Let ${\displaystyle X}$ be a topological space and ${\displaystyle R}$ a commutative ring. The cup product can be viewed as a bilinear map:

${\displaystyle H^i(X;R)\times H^j(X;R)\to H^{i+j}(X;R)}$

or equivalently as a linear map:

${\displaystyle H^i(X;R)\otimes H^j(X;R)\to H^{i+j}(X;R)}$

defined as follows. Let ${\displaystyle a\in H^i(X;R),b\in H^j(X;R)}$. Pick representing cocycles ${\displaystyle \alpha }$ for ${\displaystyle a}$ and ${\displaystyle \beta }$ for ${\displaystyle b}$. We will now produce an ${\displaystyle (i+j)}$-cocycle.
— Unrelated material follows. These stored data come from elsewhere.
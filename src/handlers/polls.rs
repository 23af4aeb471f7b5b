// Poll handlers
// HTTP handlers behind the polls:index, polls:detail, polls:results and polls:vote routes

use axum::{
    extract::{Path, State},
    http::StatusCode,
    response::IntoResponse,
    Json,
};
use chrono::Utc;
use serde::Serialize;
use tracing::info;

use crate::{
    app::AppState,
    error::ApiError,
    models::{format_choice_line, Choice, Question},
};

/// Shown on the index page when nothing has been published yet
pub const NO_POLLS_MESSAGE: &str = "No polls are available.";

#[derive(Debug, Serialize)]
pub struct QuestionSummary {
    #[serde(flatten)]
    pub question: Question,
    pub was_published_recently: bool,
}

#[derive(Debug, Serialize)]
pub struct IndexResponse {
    pub latest_question_list: Vec<QuestionSummary>,
    #[serde(skip_serializing_if = "Option::is_none")]
    pub message: Option<String>,
}

#[derive(Debug, Serialize)]
pub struct DetailResponse {
    pub question: Question,
    pub choices: Vec<Choice>,
}

#[derive(Debug, Serialize)]
pub struct ResultsResponse {
    pub question: Question,
    pub results: Vec<String>,
}

/// List published questions, newest first
/// GET /polls/
pub async fn index(State(state): State<AppState>) -> Result<impl IntoResponse, ApiError> {
    let now = Utc::now();
    info!("Fetching latest questions");

    let questions = state.repo.list_recent(now, state.polls.index_limit).await?;

    let message = questions.is_empty().then(|| NO_POLLS_MESSAGE.to_string());
    let latest_question_list: Vec<QuestionSummary> = questions
        .into_iter()
        .map(|question| QuestionSummary {
            was_published_recently: question.was_published_recently(now),
            question,
        })
        .collect();

    info!("Retrieved {} questions", latest_question_list.len());
    Ok((
        StatusCode::OK,
        Json(IndexResponse {
            latest_question_list,
            message,
        }),
    ))
}

/// Get a published question with its choices
/// GET /polls/:question_id/
pub async fn detail(
    State(state): State<AppState>,
    Path(question_id): Path<i32>,
) -> Result<impl IntoResponse, ApiError> {
    let now = Utc::now();
    info!("Fetching question with id: {}", question_id);

    let question = state.repo.get_by_id(question_id).await?;

    // Future-dated questions are indistinguishable from missing ones
    if !question.is_published(now) {
        return Err(ApiError::not_found(format!("Question with id {}", question_id)));
    }

    let choices = state.repo.choices_for(question_id).await?;

    Ok((StatusCode::OK, Json(DetailResponse { question, choices })))
}

/// Get one vote line per choice of a question
/// GET /polls/:question_id/results/
pub async fn results(
    State(state): State<AppState>,
    Path(question_id): Path<i32>,
) -> Result<impl IntoResponse, ApiError> {
    info!("Fetching results for question with id: {}", question_id);

    let question = state.repo.get_by_id(question_id).await?;
    let results: Vec<String> = state
        .repo
        .choices_for(question_id)
        .await?
        .iter()
        .map(format_choice_line)
        .collect();

    Ok((StatusCode::OK, Json(ResultsResponse { question, results })))
}

/// Placeholder for casting a vote; records nothing
/// GET|POST /polls/:question_id/vote/
pub async fn vote(Path(question_id): Path<i32>) -> impl IntoResponse {
    info!("Vote requested for question with id: {}", question_id);
    (StatusCode::OK, format!("You are voting the question {}", question_id))
}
To do this, let ${\displaystyle s}$ be any ${\displaystyle (i+j)}$-simplex in ${\displaystyle X}$. Then via the diagonal embedding of ${\displaystyle X}$ in ${\displaystyle X\times X}$, ${\displaystyle s}$ becomes an ${\displaystyle (i+j)}$-simplex in ${\displaystyle X\times X}$, and the Alexander-Whitney map then sends ${\displaystyle s}$ to an element of ${\displaystyle Sin{g}_{.}(X)\otimes Sin{g}_{.}(X)}$. Look at the component for ${\displaystyle Sin{g}_i(X)\otimes Sin{g}_j(X)}$, and evaluate ${\displaystyle \alpha \otimes \beta }$ on this element. This gives a scalar (element of ${\displaystyle R}$). This scalar is the value on the simplex ${\displaystyle s}$.

It needs to be checked that the cochain defined in this manner is indeed a cocycle, and that its cohomology class is independent of the choices for representatives ${\displaystyle \alpha }$ and ${\displaystyle \beta }$.

Importance

Further information: Cohomology ring of a topological space

The cup product does not depend specifically on the Alexander-Whitney map, but rather on the Alexander-Whitney map upto chain homotopy, and by the theory of acyclic models, there is only one such map upto chain homotopy. Thus, it yields a natural multiplication on the direct sum of all the cohomology groups.

It turns out that this multiplication is associative on the nose for the usual choice of Alexander-Whitney map (for other choices, it is associative only upto homotopy). Also, multiplication is graded-commutative (sometimes called supercommutative) if the ground ring is commutative.